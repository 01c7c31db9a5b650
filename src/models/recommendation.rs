use serde::{Deserialize, Serialize};

use super::{AnswerSet, OverridePayload};

/// 推荐理由标签
#[derive(Debug, Clone, PartialEq, Serialize, Deserialize)]
pub struct Reason {
    pub label: String,
    pub weight: i64,
    /// 对应的属性键（服务端可能不返回）
    #[serde(default, skip_serializing_if = "Option::is_none")]
    pub key: Option<String>,
}

/// 评分服务返回的一条推荐
#[derive(Debug, Clone, PartialEq, Serialize, Deserialize)]
pub struct RecommendationItem {
    pub champion: String,
    pub score: f64,
    #[serde(default)]
    pub icon: String,
    #[serde(default)]
    pub reasons: Vec<Reason>,
    #[serde(default, skip_serializing_if = "Vec::is_empty")]
    pub tags: Vec<String>,
}

/// 评分请求体，实时预览和最终评分共用
#[derive(Debug, Clone, PartialEq, Serialize)]
pub struct ScoringRequest {
    pub answers: AnswerSet,
    pub max_results: u32,
    /// 为空时不发送：服务端会把出现的 payload 当作完整英雄库
    #[serde(skip_serializing_if = "Option::is_none")]
    pub payload: Option<OverridePayload>,
}

impl ScoringRequest {
    pub fn new(answers: AnswerSet, max_results: u32, overrides: OverridePayload) -> Self {
        Self {
            answers,
            max_results,
            payload: (!overrides.is_empty()).then_some(overrides),
        }
    }
}

#[cfg(test)]
mod tests {
    use super::*;
    use crate::models::ChampionAttributes;
    use serde_json::json;

    #[test]
    fn test_item_tolerates_missing_optional_fields() {
        let item: RecommendationItem =
            serde_json::from_value(json!({"champion": "Zac", "score": 3})).unwrap();
        assert_eq!(item.icon, "");
        assert!(item.reasons.is_empty());
        assert_eq!(item.score, 3.0);
    }

    #[test]
    fn test_empty_override_is_omitted() {
        let answers: AnswerSet = [("q1", true)].into_iter().collect();
        let request = ScoringRequest::new(answers, 6, OverridePayload::new());

        let body = serde_json::to_value(&request).unwrap();
        assert_eq!(body, json!({"answers": {"q1": true}, "max_results": 6}));
    }

    #[test]
    fn test_override_is_merged_when_present() {
        let mut overrides = OverridePayload::new();
        let mut attrs = ChampionAttributes::new();
        attrs.set_flag("frontline", true);
        overrides.insert("Sejuani", attrs);

        let request = ScoringRequest::new(AnswerSet::new(), 3, overrides);
        let body = serde_json::to_value(&request).unwrap();
        assert_eq!(body["payload"], json!({"Sejuani": {"frontline": true}}));
    }
}
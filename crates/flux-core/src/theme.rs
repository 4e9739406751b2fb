//! Layout constants for the phone-shaped 390x844 viewport.
//!
//! Z-order bands: wallpaper at the bottom, screen content around 0, then
//! the dock, shade, island, and toast as overlays stacked in that order.

use flux_types::backend::Color;

/// Viewport width in pixels.
pub const SCREEN_W: u32 = 390;
/// Viewport height in pixels.
pub const SCREEN_H: u32 = 844;

// -- Fonts (multiples of the 8px bitmap cell) --------------------------------

pub const FONT_SMALL: u16 = 8;
pub const FONT_MEDIUM: u16 = 16;
pub const FONT_LARGE: u16 = 24;

/// Advance width of one glyph at `font_size` (integer-scaled 8px cells).
pub const fn char_w(font_size: u16) -> i32 {
    ((if font_size >= 8 { font_size / 8 } else { 1 }) * 8) as i32
}

/// Pixel width of a label at `font_size`.
pub fn text_w(text: &str, font_size: u16) -> i32 {
    text.len() as i32 * char_w(font_size)
}

// -- Z bands -----------------------------------------------------------------

pub const Z_WALLPAPER: i32 = -100;
pub const Z_DOCK: i32 = 900;
pub const Z_SHADE: i32 = 940;
pub const Z_ISLAND: i32 = 960;
pub const Z_TOAST: i32 = 990;

// -- Dynamic island ----------------------------------------------------------

pub const ISLAND_Y: i32 = 24;
pub const ISLAND_W: u32 = 128;
pub const ISLAND_H: u32 = 32;
pub const ISLAND_EXPANDED_W: u32 = 256;
pub const ISLAND_EXPANDED_H: u32 = 128;

// -- Notification shade ------------------------------------------------------

pub const SHADE_H: u32 = 340;
pub const SHADE_PAD: i32 = 16;
pub const QUICK_CARD_W: u32 = 171;
pub const QUICK_CARD_H: u32 = 72;
pub const QUICK_CARD_Y: i32 = 96;
pub const NOTIF_CARD_H: u32 = 64;
pub const NOTIF_CARD_Y: i32 = 184;

// -- App screen chrome -------------------------------------------------------

/// Top of an app screen's title row (clears the island).
pub const APP_TITLE_Y: i32 = 72;
/// Close button square, top-right.
pub const APP_CLOSE_X: i32 = 334;
pub const APP_CLOSE_Y: i32 = 68;
pub const APP_CLOSE_SIZE: u32 = 32;
/// Left edge and width for app screen content.
pub const CONTENT_X: i32 = 24;
pub const CONTENT_W: u32 = 342;
/// Top of the first content row.
pub const CONTENT_Y: i32 = 120;
pub const ROW_H: u32 = 72;
pub const ROW_GAP: i32 = 12;

// -- Home grid ---------------------------------------------------------------

pub const GRID_COLS: usize = 4;
pub const GRID_X: i32 = 24;
pub const GRID_Y: i32 = 220;
pub const CELL_W: u32 = 85;
pub const CELL_H: u32 = 96;
pub const ICON_SIZE: u32 = 56;
pub const ICON_RADIUS: u16 = 16;
pub const ICON_LABEL_PAD: i32 = 6;

// -- Widget strip (home screen, between island and grid) ---------------------

pub const WIDGET_Y: i32 = 80;
pub const WIDGET_CARD_W: u32 = 171;
pub const WIDGET_CARD_H: u32 = 56;
pub const WIDGET_CHIP_Y: i32 = 148;
pub const WIDGET_CHIP_H: u32 = 28;

// -- Dock --------------------------------------------------------------------

pub const DOCK_H: u32 = 88;
pub const DOCK_Y: i32 = (SCREEN_H - DOCK_H) as i32;
pub const DOCK_SLOTS: usize = 4;

// -- Toast -------------------------------------------------------------------

pub const TOAST_Y: i32 = DOCK_Y - 56;
pub const TOAST_H: u32 = 36;

// -- Shared colors -----------------------------------------------------------

pub const BG_COLOR: Color = Color::rgb(10, 10, 18);
pub const CARD_BG: Color = Color::rgba(30, 30, 46, 230);
pub const CARD_STROKE: Color = Color::rgba(255, 255, 255, 28);
pub const TEXT_PRIMARY: Color = Color::WHITE;
pub const TEXT_MUTED: Color = Color::rgb(150, 150, 165);
pub const ACCENT: Color = Color::rgb(99, 102, 241);
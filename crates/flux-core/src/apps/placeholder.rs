//! Generic "coming soon" view for apps without an implementation.

use flux_sdi::SdiRegistry;
use flux_sdi::helpers::{ensure_rounded_fill, ensure_text, hide_objects};

use crate::screen::Screen;
use crate::theme;

const BACK_Y: i32 = 460;
const BACK_W: u32 = 160;
const BACK_H: u32 = 40;

fn back_rect() -> (i32, i32, u32, u32) {
    (
        (theme::SCREEN_W as i32 - BACK_W as i32) / 2,
        BACK_Y,
        BACK_W,
        BACK_H,
    )
}

/// Whether a tap hits the back-to-home button.
pub fn hit_test(x: i32, y: i32) -> bool {
    let (bx, by, bw, bh) = back_rect();
    x >= bx && x < bx + bw as i32 && y >= by && y < by + bh as i32
}

/// Synchronize SDI objects for the placeholder view of `screen`.
pub fn update_sdi(sdi: &mut SdiRegistry, screen: Screen) {
    // Package glyph stand-in.
    ensure_rounded_fill(
        sdi,
        "ph_icon",
        (theme::SCREEN_W as i32 - 64) / 2,
        280,
        64,
        64,
        theme::CARD_BG,
        16,
    );

    let title = screen.label();
    let tw = theme::text_w(title, theme::FONT_MEDIUM);
    ensure_text(
        sdi,
        "ph_title",
        (theme::SCREEN_W as i32 - tw) / 2,
        368,
        theme::FONT_MEDIUM,
        theme::TEXT_PRIMARY,
    );
    if let Ok(obj) = sdi.get_mut("ph_title") {
        obj.text = Some(title.to_string());
    }

    let hint = "This app is coming soon";
    let tw = theme::text_w(hint, theme::FONT_SMALL);
    ensure_text(
        sdi,
        "ph_hint",
        (theme::SCREEN_W as i32 - tw) / 2,
        400,
        theme::FONT_SMALL,
        theme::TEXT_MUTED,
    );
    if let Ok(obj) = sdi.get_mut("ph_hint") {
        obj.text = Some(hint.to_string());
    }

    let (bx, by, bw, bh) = back_rect();
    ensure_rounded_fill(sdi, "ph_back", bx, by, bw, bh, theme::ACCENT, 20);
    let label = "Back to Home";
    let tw = theme::text_w(label, theme::FONT_SMALL);
    ensure_text(
        sdi,
        "ph_back_label",
        bx + (bw as i32 - tw) / 2,
        by + (bh as i32 - theme::FONT_SMALL as i32) / 2,
        theme::FONT_SMALL,
        theme::TEXT_PRIMARY,
    );
    if let Ok(obj) = sdi.get_mut("ph_back_label") {
        obj.text = Some(label.to_string());
    }
}

/// Hide the placeholder view.
pub fn hide_sdi(sdi: &mut SdiRegistry) {
    hide_objects(sdi, &["ph_icon", "ph_title", "ph_hint", "ph_back", "ph_back_label"]);
}

#[cfg(test)]
mod tests {
    use super::*;

    #[test]
    fn back_button_hit() {
        let (bx, by, _, _) = back_rect();
        assert!(hit_test(bx + 5, by + 5));
        assert!(!hit_test(bx - 5, by));
        assert!(!hit_test(0, 0));
    }

    #[test]
    fn update_sdi_shows_screen_label() {
        let mut sdi = SdiRegistry::new();
        update_sdi(&mut sdi, Screen::Camera);
        assert_eq!(sdi.get("ph_title").unwrap().text.as_deref(), Some("Camera"));
        update_sdi(&mut sdi, Screen::Gallery);
        assert_eq!(sdi.get("ph_title").unwrap().text.as_deref(), Some("Gallery"));
    }

    #[test]
    fn hide_sdi_hides_all() {
        let mut sdi = SdiRegistry::new();
        update_sdi(&mut sdi, Screen::Phone);
        hide_sdi(&mut sdi);
        assert!(!sdi.get("ph_title").unwrap().visible);
        assert!(!sdi.get("ph_back").unwrap().visible);
    }
}
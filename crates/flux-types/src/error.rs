//! Error types for FluxOS.

use std::io;

/// Errors produced by the FluxOS framework.
#[derive(Debug, thiserror::Error)]
pub enum FluxError {
    #[error("SDI error: {0}")]
    Sdi(String),

    #[error("backend error: {0}")]
    Backend(String),

    #[error("config error: {0}")]
    Config(String),

    #[error("I/O error: {0}")]
    Io(#[from] io::Error),

    #[error("TOML parse error: {0}")]
    TomlParse(#[from] toml::de::Error),
}

/// Convenience alias.
pub type Result<T> = std::result::Result<T, FluxError>;
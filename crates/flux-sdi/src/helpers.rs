//! Convenience helpers for the create-if-missing-then-update SDI idiom.

use flux_types::backend::Color;

use crate::SdiRegistry;

/// Ensure a text object exists at the given position with the given font and
/// color. The caller sets `text` afterwards.
pub fn ensure_text(sdi: &mut SdiRegistry, name: &str, x: i32, y: i32, font_size: u16, color: Color) {
    if !sdi.contains(name) {
        sdi.create(name);
    }
    if let Ok(obj) = sdi.get_mut(name) {
        obj.x = x;
        obj.y = y;
        obj.w = 0;
        obj.h = 0;
        obj.font_size = font_size;
        obj.text_color = color;
        obj.color = Color::TRANSPARENT;
        obj.visible = true;
    }
}

/// Ensure a thin filled rect (separator line / border segment).
pub fn ensure_border(sdi: &mut SdiRegistry, name: &str, x: i32, y: i32, w: u32, h: u32, color: Color) {
    if !sdi.contains(name) {
        sdi.create(name);
    }
    if let Ok(obj) = sdi.get_mut(name) {
        obj.x = x;
        obj.y = y;
        obj.w = w;
        obj.h = h;
        obj.color = color;
        obj.text = None;
        obj.visible = true;
    }
}

/// Ensure a pill-shaped object (fully rounded ends) with fill and stroke.
#[allow(clippy::too_many_arguments)]
pub fn ensure_pill(
    sdi: &mut SdiRegistry,
    name: &str,
    x: i32,
    y: i32,
    w: u32,
    h: u32,
    fill: Color,
    stroke: Color,
) {
    if !sdi.contains(name) {
        sdi.create(name);
    }
    if let Ok(obj) = sdi.get_mut(name) {
        obj.x = x;
        obj.y = y;
        obj.w = w;
        obj.h = h;
        obj.color = fill;
        obj.border_radius = Some((h / 2) as u16);
        obj.stroke_width = Some(1);
        obj.stroke_color = Some(stroke);
        obj.text = None;
        obj.visible = true;
    }
}

/// Ensure a rounded filled rect with the given corner radius.
#[allow(clippy::too_many_arguments)]
pub fn ensure_rounded_fill(
    sdi: &mut SdiRegistry,
    name: &str,
    x: i32,
    y: i32,
    w: u32,
    h: u32,
    color: Color,
    radius: u16,
) {
    if !sdi.contains(name) {
        sdi.create(name);
    }
    if let Ok(obj) = sdi.get_mut(name) {
        obj.x = x;
        obj.y = y;
        obj.w = w;
        obj.h = h;
        obj.color = color;
        obj.border_radius = Some(radius);
        obj.stroke_width = None;
        obj.stroke_color = None;
        obj.text = None;
        obj.visible = true;
    }
}

/// Hide a set of objects by name. Missing names are skipped.
pub fn hide_objects(sdi: &mut SdiRegistry, names: &[&str]) {
    for name in names {
        if let Ok(obj) = sdi.get_mut(name) {
            obj.visible = false;
        }
    }
}
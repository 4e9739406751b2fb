//! Toast banner -- fire-and-forget confirmation messages.
//!
//! Single slot: a new toast replaces whatever is showing. Expiry is checked
//! against the caller-supplied clock during the per-frame SDI sync.

use flux_sdi::SdiRegistry;
use flux_sdi::helpers::{ensure_rounded_fill, ensure_text, hide_objects};

use crate::theme;

/// Runtime state for the toast banner.
#[derive(Debug)]
pub struct ToastState {
    current: Option<(String, u64)>,
    ttl_ms: u64,
}

impl ToastState {
    pub fn new(ttl_ms: u64) -> Self {
        Self {
            current: None,
            ttl_ms,
        }
    }

    /// Show a toast, replacing any active one.
    pub fn show(&mut self, text: impl Into<String>, now_ms: u64) {
        let text = text.into();
        log::info!("toast: {text}");
        self.current = Some((text, now_ms + self.ttl_ms));
    }

    /// The active toast text, if not yet expired.
    pub fn active(&self, now_ms: u64) -> Option<&str> {
        match &self.current {
            Some((text, deadline)) if now_ms < *deadline => Some(text),
            _ => None,
        }
    }

    /// Synchronize SDI objects; drops the toast once expired.
    pub fn update_sdi(&mut self, sdi: &mut SdiRegistry, now_ms: u64) {
        if let Some((_, deadline)) = self.current
            && now_ms >= deadline
        {
            self.current = None;
        }
        match &self.current {
            Some((text, _)) => {
                let tw = theme::text_w(text, theme::FONT_SMALL);
                let w = (tw + 32) as u32;
                let x = (theme::SCREEN_W as i32 - w as i32) / 2;
                ensure_rounded_fill(
                    sdi,
                    "toast_body",
                    x,
                    theme::TOAST_Y,
                    w,
                    theme::TOAST_H,
                    theme::CARD_BG,
                    (theme::TOAST_H / 2) as u16,
                );
                if let Ok(obj) = sdi.get_mut("toast_body") {
                    obj.overlay = true;
                    obj.z = theme::Z_TOAST;
                    obj.stroke_width = Some(1);
                    obj.stroke_color = Some(theme::CARD_STROKE);
                }
                ensure_text(
                    sdi,
                    "toast_text",
                    x + 16,
                    theme::TOAST_Y + (theme::TOAST_H as i32 - theme::FONT_SMALL as i32) / 2,
                    theme::FONT_SMALL,
                    theme::TEXT_PRIMARY,
                );
                if let Ok(obj) = sdi.get_mut("toast_text") {
                    obj.text = Some(text.clone());
                    obj.overlay = true;
                    obj.z = theme::Z_TOAST + 1;
                }
            },
            None => {
                hide_objects(sdi, &["toast_body", "toast_text"]);
            },
        }
    }
}

#[cfg(test)]
mod tests {
    use super::*;

    #[test]
    fn inactive_by_default() {
        let toast = ToastState::new(1800);
        assert_eq!(toast.active(0), None);
    }

    #[test]
    fn active_until_ttl() {
        let mut toast = ToastState::new(1800);
        toast.show("Task added", 1000);
        assert_eq!(toast.active(1000), Some("Task added"));
        assert_eq!(toast.active(2799), Some("Task added"));
        assert_eq!(toast.active(2800), None);
    }

    #[test]
    fn newer_toast_replaces_older() {
        let mut toast = ToastState::new(1800);
        toast.show("first", 0);
        toast.show("second", 100);
        assert_eq!(toast.active(200), Some("second"));
    }

    #[test]
    fn update_sdi_shows_then_expires() {
        let mut toast = ToastState::new(500);
        let mut sdi = SdiRegistry::new();
        toast.show("Connected", 0);
        toast.update_sdi(&mut sdi, 100);
        assert!(sdi.get("toast_body").unwrap().visible);
        assert_eq!(
            sdi.get("toast_text").unwrap().text.as_deref(),
            Some("Connected")
        );
        toast.update_sdi(&mut sdi, 500);
        assert!(!sdi.get("toast_body").unwrap().visible);
        assert_eq!(toast.active(500), None);
    }
}
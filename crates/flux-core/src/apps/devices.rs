//! FluxConnect -- the device pairing screen.
//!
//! Connect moves a device from Available to Connected and stamps its
//! last-seen label with the "now" sentinel; disconnect reverts to Available.
//! Offline devices are terminal: no transition reaches or leaves Offline
//! through the UI.

use flux_sdi::SdiRegistry;
use flux_sdi::helpers::{ensure_rounded_fill, ensure_text, hide_objects};
use flux_types::backend::Color;

use crate::apps::{draw_chrome, hide_chrome, hit_close};
use crate::theme;

/// Sentinel last-seen label applied on connect.
pub const LAST_SEEN_NOW: &str = "now";

/// Pairing status of a device.
#[derive(Debug, Clone, Copy, PartialEq, Eq)]
pub enum DeviceStatus {
    Connected,
    Available,
    Offline,
}

impl DeviceStatus {
    pub fn label(self) -> &'static str {
        match self {
            Self::Connected => "Connected",
            Self::Available => "Available",
            Self::Offline => "Offline",
        }
    }
}

/// One paired or discoverable device.
#[derive(Debug, Clone)]
pub struct Device {
    pub id: String,
    pub name: String,
    pub icon: String,
    pub status: DeviceStatus,
    pub battery: Option<u8>,
    pub last_seen: Option<String>,
}

/// Action produced by a tap on the device screen.
#[derive(Debug, Clone, PartialEq, Eq)]
pub enum DevicesAction {
    Connect(String),
    Disconnect(String),
    Close,
}

/// Runtime state for the device list.
#[derive(Debug)]
pub struct DeviceList {
    devices: Vec<Device>,
}

impl DeviceList {
    pub fn new() -> Self {
        Self {
            devices: vec![
                Device {
                    id: "macbook".to_string(),
                    name: "MacBook Pro".to_string(),
                    icon: "Laptop".to_string(),
                    status: DeviceStatus::Connected,
                    battery: Some(82),
                    last_seen: Some(LAST_SEEN_NOW.to_string()),
                },
                Device {
                    id: "ipad".to_string(),
                    name: "iPad Air".to_string(),
                    icon: "Tablet".to_string(),
                    status: DeviceStatus::Available,
                    battery: Some(54),
                    last_seen: Some("2 min ago".to_string()),
                },
                Device {
                    id: "desktop".to_string(),
                    name: "Work Desktop".to_string(),
                    icon: "Monitor".to_string(),
                    status: DeviceStatus::Offline,
                    battery: None,
                    last_seen: Some("3 days ago".to_string()),
                },
            ],
        }
    }

    pub fn devices(&self) -> &[Device] {
        &self.devices
    }

    /// Available -> Connected, refreshing last-seen. Anything else
    /// (unknown id, already connected, offline) is a silent no-op.
    pub fn connect(&mut self, id: &str) -> bool {
        match self.devices.iter_mut().find(|d| d.id == id) {
            Some(dev) if dev.status == DeviceStatus::Available => {
                dev.status = DeviceStatus::Connected;
                dev.last_seen = Some(LAST_SEEN_NOW.to_string());
                log::info!("device connected: {}", dev.name);
                true
            },
            _ => false,
        }
    }

    /// Connected -> Available. Anything else is a silent no-op.
    pub fn disconnect(&mut self, id: &str) -> bool {
        match self.devices.iter_mut().find(|d| d.id == id) {
            Some(dev) if dev.status == DeviceStatus::Connected => {
                dev.status = DeviceStatus::Available;
                log::info!("device disconnected: {}", dev.name);
                true
            },
            _ => false,
        }
    }

    fn row_rect(i: usize) -> (i32, i32, u32, u32) {
        let y = theme::CONTENT_Y + i as i32 * (theme::ROW_H as i32 + theme::ROW_GAP);
        (theme::CONTENT_X, y, theme::CONTENT_W, theme::ROW_H)
    }

    /// Action-button rect for row `i` (right side of the card).
    fn button_rect(i: usize) -> (i32, i32, u32, u32) {
        let (x, y, w, h) = Self::row_rect(i);
        (x + w as i32 - 104, y + (h as i32 - 28) / 2, 92, 28)
    }

    /// Hit-test a tap on the device screen.
    pub fn hit_test(&self, x: i32, y: i32) -> Option<DevicesAction> {
        if hit_close(x, y) {
            return Some(DevicesAction::Close);
        }
        for (i, dev) in self.devices.iter().enumerate() {
            let (bx, by, bw, bh) = Self::button_rect(i);
            if x >= bx && x < bx + bw as i32 && y >= by && y < by + bh as i32 {
                return match dev.status {
                    DeviceStatus::Available => Some(DevicesAction::Connect(dev.id.clone())),
                    DeviceStatus::Connected => Some(DevicesAction::Disconnect(dev.id.clone())),
                    DeviceStatus::Offline => None,
                };
            }
        }
        None
    }

    /// Synchronize SDI objects for the device screen.
    pub fn update_sdi(&self, sdi: &mut SdiRegistry) {
        draw_chrome(sdi, "connect", "FluxConnect");

        for (i, dev) in self.devices.iter().enumerate() {
            let (x, y, w, h) = Self::row_rect(i);
            let row_name = format!("dev_row_{i}");
            let dot_name = format!("dev_dot_{i}");
            let name_name = format!("dev_name_{i}");
            let status_name = format!("dev_status_{i}");
            let btn_name = format!("dev_btn_{i}");
            let btn_label_name = format!("dev_btn_label_{i}");

            ensure_rounded_fill(sdi, &row_name, x, y, w, h, theme::CARD_BG, 10);

            // Presence dot: green while reachable, gray when offline.
            let online = dev.status != DeviceStatus::Offline;
            ensure_rounded_fill(
                sdi,
                &dot_name,
                x + 14,
                y + (h as i32 - 8) / 2,
                8,
                8,
                if online {
                    Color::rgb(34, 197, 94)
                } else {
                    theme::TEXT_MUTED
                },
                4,
            );

            ensure_text(sdi, &name_name, x + 36, y + 14, theme::FONT_SMALL, theme::TEXT_PRIMARY);
            if let Ok(obj) = sdi.get_mut(&name_name) {
                obj.text = Some(dev.name.clone());
            }

            // Status line: "Connected - 82% - now".
            let mut status = dev.status.label().to_string();
            if let Some(pct) = dev.battery {
                status.push_str(&format!(" - {pct}%"));
            }
            if let Some(ref seen) = dev.last_seen {
                status.push_str(&format!(" - {seen}"));
            }
            ensure_text(sdi, &status_name, x + 36, y + 38, theme::FONT_SMALL, theme::TEXT_MUTED);
            if let Ok(obj) = sdi.get_mut(&status_name) {
                obj.text = Some(status);
            }

            // Action button for reachable devices.
            match dev.status {
                DeviceStatus::Offline => {
                    hide_objects(sdi, &[&btn_name, &btn_label_name]);
                },
                status => {
                    let (bx, by, bw, bh) = Self::button_rect(i);
                    let (label, fill) = if status == DeviceStatus::Connected {
                        ("Disconnect", theme::CARD_STROKE)
                    } else {
                        ("Connect", theme::ACCENT)
                    };
                    ensure_rounded_fill(sdi, &btn_name, bx, by, bw, bh, fill, 14);
                    let tw = theme::text_w(label, theme::FONT_SMALL);
                    ensure_text(
                        sdi,
                        &btn_label_name,
                        bx + (bw as i32 - tw) / 2,
                        by + (bh as i32 - theme::FONT_SMALL as i32) / 2,
                        theme::FONT_SMALL,
                        theme::TEXT_PRIMARY,
                    );
                    if let Ok(obj) = sdi.get_mut(&btn_label_name) {
                        obj.text = Some(label.to_string());
                    }
                },
            }
        }
    }

    /// Hide all device screen SDI objects.
    pub fn hide_sdi(&self, sdi: &mut SdiRegistry) {
        hide_chrome(sdi, "connect");
        for i in 0..self.devices.len() {
            hide_objects(
                sdi,
                &[
                    &format!("dev_row_{i}"),
                    &format!("dev_dot_{i}"),
                    &format!("dev_name_{i}"),
                    &format!("dev_status_{i}"),
                    &format!("dev_btn_{i}"),
                    &format!("dev_btn_label_{i}"),
                ],
            );
        }
    }
}

impl Default for DeviceList {
    fn default() -> Self {
        Self::new()
    }
}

- - -

What is needed is one number, the count of lines in the listing above that contain the word "match".

7